A thoughtful 26-minute talk by Imani Joy, the solitary full-time designer on Mastodon, reflecting on her nine months there:

It’s an interesting peek behind the curtain at designing for this particular space, and the many unenviable constraints: lack of data, care for privacy, tension between Mastodon’s power-user early adopters (“they are values-driven, they want control, they’ll tolerate a lot of the clunkiness of the Fediverse”) and “mainstream audience [that] expects polish.”

At some point, design needs to be authoritative, but how do you combine that with wanting the process to be as inclusive as possible? The product itself is a federation of various servers that can exert their own control – so how do you bring it all together under one neat umbrella for the user? (Also a challenge for Android in comparison with iOS.) The mainstream design has certain fashion-y tendencies.

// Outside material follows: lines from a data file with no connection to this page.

//! ProcessSpec — what to run, where, with which environment.

use std::collections::BTreeMap;
use std::fmt;
use std::path::PathBuf;

/// The executable part of a command vector.
#[derive(Debug, Clone, PartialEq, Eq, serde::Serialize, serde::Deserialize)]
#[serde(rename_all = "snake_case")]
pub enum Program {
    /// Looked up in PATH by the OS.
    Name(String),
    /// Explicit path, from a `file://` URL or a string containing `/`.
    Path(PathBuf),
}

impl Program {
    /// Parse the first element of a command vector.
    ///
    /// `file:///usr/bin/env` becomes `Path("/usr/bin/env")`; anything with a
    /// slash is a path; bare words are names.
    pub fn parse(s: &str) -> Self {
        if let Some(rest) = s.strip_prefix("file://") {
            Program::Path(PathBuf::from(rest))
        } else if s.contains('/') {
            Program::Path(PathBuf::from(s))
        } else {
            Program::Name(s.to_string())
        }
    }

    /// Display form used in command vectors and error messages.
    pub fn display_name(&self) -> String {
        match self {
            Program::Name(n) => n.clone(),
            Program::Path(p) => p.display().to_string(),
        }
    }
}

impl fmt::Display for Program {
    fn fmt(&self, f: &mut fmt::Formatter<'_>) -> fmt::Result {
        f.write_str(&self.display_name())
    }
}

/// Description of a process to spawn. Immutable once spawned.
#[derive(Debug, Clone, PartialEq, Eq, serde::Serialize, serde::Deserialize)]
pub struct ProcessSpec {
    /// Executable.
    pub program: Program,
    /// Arguments after the executable.
    #[serde(default)]
    pub args: Vec<String>,
    /// Working directory (inherits the host's if None).
    #[serde(default)]
    pub cwd: Option<PathBuf>,
    /// Environment overrides layered on the host environment.
    #[serde(default)]
    pub env: BTreeMap<String, String>,
}

impl ProcessSpec {
    /// Create a spec for `program` with no arguments.
    pub fn new(program: impl AsRef<str>) -> Self {
        Self {
            program: Program::parse(program.as_ref()),
            args: Vec::new(),
            cwd: None,
            env: BTreeMap::new(),
        }
    }

    /// Build a spec from a full command vector.
    ///
    /// Returns None for an empty vector.
    pub fn from_argv<I, S>(argv: I) -> Option<Self>
    where
        I: IntoIterator<Item = S>,
        S: AsRef<str>,
    {
        let mut iter = argv.into_iter();
        let first = iter.next()?;
        Some(Self::new(first).args(iter))
    }

    /// Append one argument.
    pub fn arg(mut self, arg: impl Into<String>) -> Self {
        self.args.push(arg.into());
        self
    }

    /// Append several arguments.
    pub fn args<I, S>(mut self, args: I) -> Self
    where
        I: IntoIterator<Item = S>,
        S: AsRef<str>,
    {
        self.args.extend(args.into_iter().map(|s| s.as_ref().to_string()));
        self
    }

    /// Set the working directory.
    pub fn cwd(mut self, dir: impl Into<PathBuf>) -> Self {
        self.cwd = Some(dir.into());
        self
    }

    /// Set one environment override.
    pub fn env(mut self, key: impl Into<String>, value: impl Into<String>) -> Self {
        self.env.insert(key.into(), value.into());
        self
    }

    /// The full command vector, program first.
    pub fn argv(&self) -> Vec<String> {
        let mut argv = Vec::with_capacity(self.args.len() + 1);
        argv.push(self.program.display_name());
        argv.extend(self.args.iter().cloned());
        argv
    }
}

impl fmt::Display for ProcessSpec {
    fn fmt(&self, f: &mut fmt::Formatter<'_>) -> fmt::Result {
        f.write_str(&self.argv().join(" "))
    }
}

How to make sure you don’t lose yourself while chasing them, but also not to stay ossified out of fear of making changes? (Wikipedia, Internet Archive, and other similar places look and behave a certain way, after all, and it’s not usually because of lack of talent to “modernize” them.)

The most interesting thing to me was this:

It’s easy to talk in terms of who to optimize for. Things get harder when you start to articulate who you won’t optimize for, what trade-offs you must make in pursuit of your goal, and who you’re going to risk letting down along the way. What the team needed from me more than anything was not the probabilities, not the usability findings, not the story of who we’re making happy. They needed to hear who will choose to disappoint and why. And I told them that building the best experience on Mastodon means that we’ll solve for the extremes, but we won’t center them. And sure, we do risk frustrating some power users who want absolute control over their profiles, but that risk is necessary to optimize the experience also for browsing users.

When we were working at Figma in 2019 shipping an update to text line height algorithms (moving them from the way print does things to the way web does things), I started an internal document called “The new line height and its discontents,” where myself and the team deliberately wrote out who will be most annoyed about the changes, and why. We listed our arguments, workarounds, even “deal sweeteners” (“but look at this other thing that will get better as a result!”), but we also tried very hard to be candid with ourselves. Some people were not going to be happy no matter what we do or say. Do we know precisely who these people are and are we okay with that? I’d recommend that approach for any change-management project, rather than keeping fingers crossed or toxic positivity.

Joy so far worked on quote posts and new profiles, and I appreciated her ending the talk on a note of recognition for these kinds of projects in these kinds of settings:

I know that we’re building something that will continue to be imperfect, but it doesn’t have to be perfect to make a positive difference in the world.